* Data for this exercise
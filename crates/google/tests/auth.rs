//! Credential lifecycle against a mock token endpoint

mod common;

use common::{ACCESS_TOKEN, CLIENT_ID, Fixture, REFRESH_TOKEN};
use google::{AuthManager, Error, ManualTransport, scopes};
use mockito::Matcher;
use std::io::Cursor;

#[test]
fn valid_stored_credential_needs_no_network() {
    let mut fx = Fixture::new();
    fx.write_valid_token();
    let token_endpoint = fx.server.mock("POST", "/token").expect(0).create();

    let manager = fx.manager();
    assert!(manager.is_authenticated());
    let credential = manager.authenticate().unwrap();

    assert_eq!(credential.token, ACCESS_TOKEN);
    assert_eq!(manager.access_token().unwrap(), ACCESS_TOKEN);
    token_endpoint.assert();
}

#[test]
fn expired_credential_refreshes_once_and_persists() {
    let mut fx = Fixture::new();
    fx.write_expired_token();
    let token_endpoint = fx
        .server
        .mock("POST", "/token")
        .match_body(Matcher::AllOf(vec![
            Matcher::UrlEncoded("grant_type".into(), "refresh_token".into()),
            Matcher::UrlEncoded("refresh_token".into(), REFRESH_TOKEN.into()),
            Matcher::UrlEncoded("client_id".into(), CLIENT_ID.into()),
        ]))
        .with_status(200)
        .with_header("content-type", "application/json")
        .with_body(r#"{"access_token": "ya29.refreshed", "expires_in": 3599, "token_type": "Bearer"}"#)
        .expect(1)
        .create();

    let manager = fx.manager();
    let credential = manager.authenticate().unwrap();
    assert_eq!(credential.token, "ya29.refreshed");
    assert!(credential.is_valid());

    // Persisted before returning, refresh token kept
    let stored = fx.store().load().unwrap().unwrap();
    assert_eq!(stored.token, "ya29.refreshed");
    assert_eq!(stored.refresh_token.as_deref(), Some(REFRESH_TOKEN));

    // Second call is served from memory
    manager.authenticate().unwrap();
    token_endpoint.assert();
}

#[test]
fn rejected_refresh_is_an_auth_error() {
    let mut fx = Fixture::new();
    fx.write_expired_token();
    let _mock = fx
        .server
        .mock("POST", "/token")
        .with_status(400)
        .with_header("content-type", "application/json")
        .with_body(r#"{"error": "invalid_grant", "error_description": "Token has been expired or revoked."}"#)
        .create();

    let err = fx.manager().authenticate().unwrap_err();
    match err {
        Error::Auth(message) => assert!(message.contains("invalid_grant"), "{message}"),
        other => panic!("expected auth error, got {other:?}"),
    }
}

#[test]
fn missing_client_secrets_is_a_configuration_error() {
    let fx = Fixture::new();
    let manager = fx.manager();

    assert!(!manager.is_authenticated());
    let err = manager.authenticate().unwrap_err();
    assert!(matches!(err, Error::Configuration(_)), "{err:?}");
}

#[test]
fn revoke_twice_leaves_no_credential() {
    let fx = Fixture::new();
    fx.write_valid_token();
    let manager = fx.manager();
    manager.authenticate().unwrap();

    manager.revoke().unwrap();
    manager.revoke().unwrap();

    assert!(!fx.store().exists());
    assert!(manager.credential().is_none());
    assert!(!manager.is_authenticated());
}

#[test]
fn manual_flow_exchanges_pasted_redirect_url() {
    let mut fx = Fixture::new();
    fx.write_secrets();
    let granted = scopes::ALL.join(" ");
    let token_endpoint = fx
        .server
        .mock("POST", "/token")
        .match_body(Matcher::AllOf(vec![
            Matcher::UrlEncoded("grant_type".into(), "authorization_code".into()),
            Matcher::UrlEncoded("code".into(), "4/0AbCdEf".into()),
            Matcher::UrlEncoded("redirect_uri".into(), "http://localhost".into()),
        ]))
        .with_status(200)
        .with_header("content-type", "application/json")
        .with_body(
            serde_json::json!({
                "access_token": "ya29.fresh",
                "refresh_token": "1//fresh-refresh",
                "expires_in": 3599,
                "scope": granted,
                "token_type": "Bearer"
            })
            .to_string(),
        )
        .expect(1)
        .create();

    let input = Cursor::new(b"http://localhost/?code=4/0AbCdEf&scope=drive\n".to_vec());
    let manager = AuthManager::new(fx.config()).with_transport(ManualTransport::new(input, Vec::new()));

    let credential = manager.authenticate().unwrap();
    assert_eq!(credential.token, "ya29.fresh");
    assert_eq!(credential.refresh_token.as_deref(), Some("1//fresh-refresh"));
    assert_eq!(credential.client_id, CLIENT_ID);
    assert_eq!(fx.store().load().unwrap().unwrap(), credential);
    token_endpoint.assert();
}

#[test]
fn manual_flow_rejects_blank_input() {
    let mut fx = Fixture::new();
    fx.write_secrets();
    let token_endpoint = fx.server.mock("POST", "/token").expect(0).create();

    let manager = AuthManager::new(fx.config())
        .with_transport(ManualTransport::new(Cursor::new(b"\n".to_vec()), Vec::new()));

    let err = manager.authenticate().unwrap_err();
    assert!(matches!(err, Error::InvalidAuthorizationInput), "{err:?}");
    assert!(!fx.store().exists());
    token_endpoint.assert();
}

#[test]
fn credential_missing_scopes_triggers_authorization() {
    let mut fx = Fixture::new();
    fx.write_secrets();
    let mut narrow = fx.write_valid_token();
    narrow.scopes = [scopes::DRIVE.to_string()].into_iter().collect();
    fx.store().save(&narrow).unwrap();

    let _mock = fx
        .server
        .mock("POST", "/token")
        .with_status(200)
        .with_header("content-type", "application/json")
        .with_body(r#"{"access_token": "ya29.wider", "refresh_token": "1//r", "expires_in": 3599}"#)
        .expect(1)
        .create();

    let manager = AuthManager::new(fx.config())
        .with_transport(ManualTransport::new(Cursor::new(b"4/code\n".to_vec()), Vec::new()));
    assert!(!manager.is_authenticated());

    let credential = manager.authenticate().unwrap();
    assert_eq!(credential.token, "ya29.wider");
    // No scope in the response: the configured scopes are recorded
    assert!(credential.covers_scopes(&fx.config().scopes));
}
//! Single sheet package writer
//!
//! Every cell is written as an inline string. The first row uses the bold
//! style (index 1) and the whole used range is declared as a table.

use std::io::{Seek, Write};

use log::debug;
use quick_xml::events::{BytesDecl, BytesEnd, BytesStart, BytesText, Event};
use quick_xml::Writer;
use zip::write::SimpleFileOptions;
use zip::{CompressionMethod, ZipWriter};

use super::{coordinate_to_name, XlsxError};

/// Maximum number of rows allowed in an xlsx file
pub const MAX_ROWS: usize = 1_048_576;

/// Style index of header cells
pub const HEADER_STYLE: u32 = 1;

const NS_MAIN: &str = "http://schemas.openxmlformats.org/spreadsheetml/2006/main";
const NS_REL: &str = "http://schemas.openxmlformats.org/officeDocument/2006/relationships";

const CONTENT_TYPES: &str = concat!(
    r#"<?xml version="1.0" encoding="UTF-8" standalone="yes"?>"#,
    r#"<Types xmlns="http://schemas.openxmlformats.org/package/2006/content-types">"#,
    r#"<Default Extension="rels" ContentType="application/vnd.openxmlformats-package.relationships+xml"/>"#,
    r#"<Default Extension="xml" ContentType="application/xml"/>"#,
    r#"<Override PartName="/xl/workbook.xml" ContentType="application/vnd.openxmlformats-officedocument.spreadsheetml.sheet.main+xml"/>"#,
    r#"<Override PartName="/xl/worksheets/sheet1.xml" ContentType="application/vnd.openxmlformats-officedocument.spreadsheetml.worksheet+xml"/>"#,
    r#"<Override PartName="/xl/styles.xml" ContentType="application/vnd.openxmlformats-officedocument.spreadsheetml.styles+xml"/>"#,
    r#"<Override PartName="/xl/tables/table1.xml" ContentType="application/vnd.openxmlformats-officedocument.spreadsheetml.table+xml"/>"#,
    r#"</Types>"#,
);

const RELS_DOT_RELS: &str = concat!(
    r#"<?xml version="1.0" encoding="UTF-8" standalone="yes"?>"#,
    r#"<Relationships xmlns="http://schemas.openxmlformats.org/package/2006/relationships">"#,
    r#"<Relationship Id="rId1" Type="http://schemas.openxmlformats.org/officeDocument/2006/relationships/officeDocument" Target="xl/workbook.xml"/>"#,
    r#"</Relationships>"#,
);

const WORKBOOK_RELS: &str = concat!(
    r#"<?xml version="1.0" encoding="UTF-8" standalone="yes"?>"#,
    r#"<Relationships xmlns="http://schemas.openxmlformats.org/package/2006/relationships">"#,
    r#"<Relationship Id="rId1" Type="http://schemas.openxmlformats.org/officeDocument/2006/relationships/worksheet" Target="worksheets/sheet1.xml"/>"#,
    r#"<Relationship Id="rId2" Type="http://schemas.openxmlformats.org/officeDocument/2006/relationships/styles" Target="styles.xml"/>"#,
    r#"</Relationships>"#,
);

const SHEET_RELS: &str = concat!(
    r#"<?xml version="1.0" encoding="UTF-8" standalone="yes"?>"#,
    r#"<Relationships xmlns="http://schemas.openxmlformats.org/package/2006/relationships">"#,
    r#"<Relationship Id="rId1" Type="http://schemas.openxmlformats.org/officeDocument/2006/relationships/table" Target="../tables/table1.xml"/>"#,
    r#"</Relationships>"#,
);

// xf 0 is the default style, xf 1 the bold header
const STYLES: &str = concat!(
    r#"<?xml version="1.0" encoding="UTF-8" standalone="yes"?>"#,
    r#"<styleSheet xmlns="http://schemas.openxmlformats.org/spreadsheetml/2006/main">"#,
    r#"<fonts count="2">"#,
    r#"<font><sz val="11"/><name val="Calibri"/><family val="2"/></font>"#,
    r#"<font><b/><sz val="11"/><name val="Calibri"/><family val="2"/></font>"#,
    r#"</fonts>"#,
    r#"<fills count="2"><fill><patternFill patternType="none"/></fill><fill><patternFill patternType="gray125"/></fill></fills>"#,
    r#"<borders count="1"><border><left/><right/><top/><bottom/><diagonal/></border></borders>"#,
    r#"<cellStyleXfs count="1"><xf numFmtId="0" fontId="0" fillId="0" borderId="0"/></cellStyleXfs>"#,
    r#"<cellXfs count="2">"#,
    r#"<xf numFmtId="0" fontId="0" fillId="0" borderId="0" xfId="0"/>"#,
    r#"<xf numFmtId="0" fontId="1" fillId="0" borderId="0" xfId="0" applyFont="1"/>"#,
    r#"</cellXfs>"#,
    r#"<cellStyles count="1"><cellStyle name="Normal" xfId="0" builtinId="0"/></cellStyles>"#,
    r#"</styleSheet>"#,
);

fn workbook_xml(sheet_name: &str) -> String {
    format!(
        concat!(
            r#"<?xml version="1.0" encoding="UTF-8" standalone="yes"?>"#,
            r#"<workbook xmlns="http://schemas.openxmlformats.org/spreadsheetml/2006/main" "#,
            r#"xmlns:r="http://schemas.openxmlformats.org/officeDocument/2006/relationships">"#,
            r#"<sheets><sheet name="{}" sheetId="1" r:id="rId1"/></sheets>"#,
            r#"</workbook>"#,
        ),
        quick_xml::escape::escape(sheet_name)
    )
}

/// Writes a package holding one sheet: a bold `header` row followed by `rows`,
/// all covered by a single table.
///
/// The zip is finished before returning, the sink is handed back.
pub fn write_package<W: Write + Seek>(
    sink: W,
    sheet_name: &str,
    header: &[String],
    rows: &[Vec<String>],
) -> Result<W, XlsxError> {
    if header.is_empty() {
        return Err(XlsxError::Unexpected("cannot write a table without columns"));
    }
    if sheet_name.is_empty() || sheet_name.chars().count() > 31 {
        return Err(XlsxError::Unexpected("sheet names must have 1 to 31 characters"));
    }
    if rows.len() >= MAX_ROWS {
        return Err(XlsxError::Unexpected("too many rows for a worksheet"));
    }
    let last_col = u32::try_from(header.len() - 1)
        .map_err(|_| XlsxError::Unexpected("column number overflow"))?;
    // bounded by MAX_ROWS above
    let last_row = rows.len() as u32;
    let range = format!("A1:{}", coordinate_to_name((last_row, last_col))?);

    let sheet = sheet_xml(header, rows, &range)?;
    let table = table_xml(header.len(), &range)?;
    let workbook = workbook_xml(sheet_name);

    let parts: [(&str, &[u8]); 8] = [
        ("[Content_Types].xml", CONTENT_TYPES.as_bytes()),
        ("_rels/.rels", RELS_DOT_RELS.as_bytes()),
        ("xl/workbook.xml", workbook.as_bytes()),
        ("xl/_rels/workbook.xml.rels", WORKBOOK_RELS.as_bytes()),
        ("xl/styles.xml", STYLES.as_bytes()),
        ("xl/worksheets/sheet1.xml", &sheet),
        ("xl/worksheets/_rels/sheet1.xml.rels", SHEET_RELS.as_bytes()),
        ("xl/tables/table1.xml", &table),
    ];

    let mut zip = ZipWriter::new(sink);
    let options = SimpleFileOptions::default().compression_method(CompressionMethod::Deflated);
    for (name, data) in parts {
        zip.start_file(name, options)?;
        zip.write_all(data)?;
    }
    debug!("wrote sheet '{sheet_name}' with {} data rows ({range})", rows.len());
    Ok(zip.finish()?)
}

fn sheet_xml(header: &[String], rows: &[Vec<String>], range: &str) -> Result<Vec<u8>, XlsxError> {
    let mut writer = Writer::new(Vec::new());
    writer.write_event(Event::Decl(BytesDecl::new("1.0", Some("UTF-8"), Some("yes"))))?;
    let mut worksheet = BytesStart::new("worksheet");
    worksheet.push_attribute(("xmlns", NS_MAIN));
    worksheet.push_attribute(("xmlns:r", NS_REL));
    writer.write_event(Event::Start(worksheet))?;

    let mut dimension = BytesStart::new("dimension");
    dimension.push_attribute(("ref", range));
    writer.write_event(Event::Empty(dimension))?;

    writer.write_event(Event::Start(BytesStart::new("sheetData")))?;
    write_row(&mut writer, 0, header, Some(HEADER_STYLE))?;
    for (i, row) in rows.iter().enumerate() {
        write_row(&mut writer, i as u32 + 1, row, None)?;
    }
    writer.write_event(Event::End(BytesEnd::new("sheetData")))?;

    let mut table_parts = BytesStart::new("tableParts");
    table_parts.push_attribute(("count", "1"));
    writer.write_event(Event::Start(table_parts))?;
    let mut table_part = BytesStart::new("tablePart");
    table_part.push_attribute(("r:id", "rId1"));
    writer.write_event(Event::Empty(table_part))?;
    writer.write_event(Event::End(BytesEnd::new("tableParts")))?;

    writer.write_event(Event::End(BytesEnd::new("worksheet")))?;
    Ok(writer.into_inner())
}

fn write_row(
    writer: &mut Writer<Vec<u8>>,
    row: u32,
    cells: &[String],
    style: Option<u32>,
) -> Result<(), XlsxError> {
    let mut row_element = BytesStart::new("row");
    row_element.push_attribute(("r", (row + 1).to_string().as_str()));
    writer.write_event(Event::Start(row_element))?;
    for (col, value) in cells.iter().enumerate() {
        let col = u32::try_from(col).map_err(|_| XlsxError::Unexpected("column number overflow"))?;
        let mut c = BytesStart::new("c");
        c.push_attribute(("r", coordinate_to_name((row, col))?.as_str()));
        if let Some(s) = style {
            c.push_attribute(("s", s.to_string().as_str()));
        }
        c.push_attribute(("t", "inlineStr"));
        writer.write_event(Event::Start(c))?;
        writer.write_event(Event::Start(BytesStart::new("is")))?;
        let mut t = BytesStart::new("t");
        if value.trim() != value {
            t.push_attribute(("xml:space", "preserve"));
        }
        writer.write_event(Event::Start(t))?;
        writer.write_event(Event::Text(BytesText::new(value)))?;
        writer.write_event(Event::End(BytesEnd::new("t")))?;
        writer.write_event(Event::End(BytesEnd::new("is")))?;
        writer.write_event(Event::End(BytesEnd::new("c")))?;
    }
    writer.write_event(Event::End(BytesEnd::new("row")))?;
    Ok(())
}

fn table_xml(columns: usize, range: &str) -> Result<Vec<u8>, XlsxError> {
    let mut writer = Writer::new(Vec::new());
    writer.write_event(Event::Decl(BytesDecl::new("1.0", Some("UTF-8"), Some("yes"))))?;
    let mut table = BytesStart::new("table");
    table.push_attribute(("xmlns", NS_MAIN));
    table.push_attribute(("id", "1"));
    table.push_attribute(("name", "Table1"));
    table.push_attribute(("displayName", "Table1"));
    table.push_attribute(("ref", range));
    table.push_attribute(("totalsRowShown", "0"));
    writer.write_event(Event::Start(table))?;

    let mut table_columns = BytesStart::new("tableColumns");
    table_columns.push_attribute(("count", columns.to_string().as_str()));
    writer.write_event(Event::Start(table_columns))?;
    for id in 1..=columns {
        let mut column = BytesStart::new("tableColumn");
        column.push_attribute(("id", id.to_string().as_str()));
        column.push_attribute(("name", format!("Column{id}").as_str()));
        writer.write_event(Event::Empty(column))?;
    }
    writer.write_event(Event::End(BytesEnd::new("tableColumns")))?;

    let mut style = BytesStart::new("tableStyleInfo");
    style.push_attribute(("name", "TableStyleMedium9"));
    style.push_attribute(("showFirstColumn", "0"));
    style.push_attribute(("showLastColumn", "0"));
    style.push_attribute(("showRowStripes", "1"));
    style.push_attribute(("showColumnStripes", "0"));
    writer.write_event(Event::Empty(style))?;

    writer.write_event(Event::End(BytesEnd::new("table")))?;
    Ok(writer.into_inner())
}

* Aim of the task
Each line in the listing that contains "refreshed" should be returned.

* Your solution
        .with_body(r#"{"access_token": "ya29.refreshed", "expires_in": 3599, "token_type": "Bearer"}"#)
    assert_eq!(credential.token, "ya29.refreshed");
    assert_eq!(stored.token, "ya29.refreshed");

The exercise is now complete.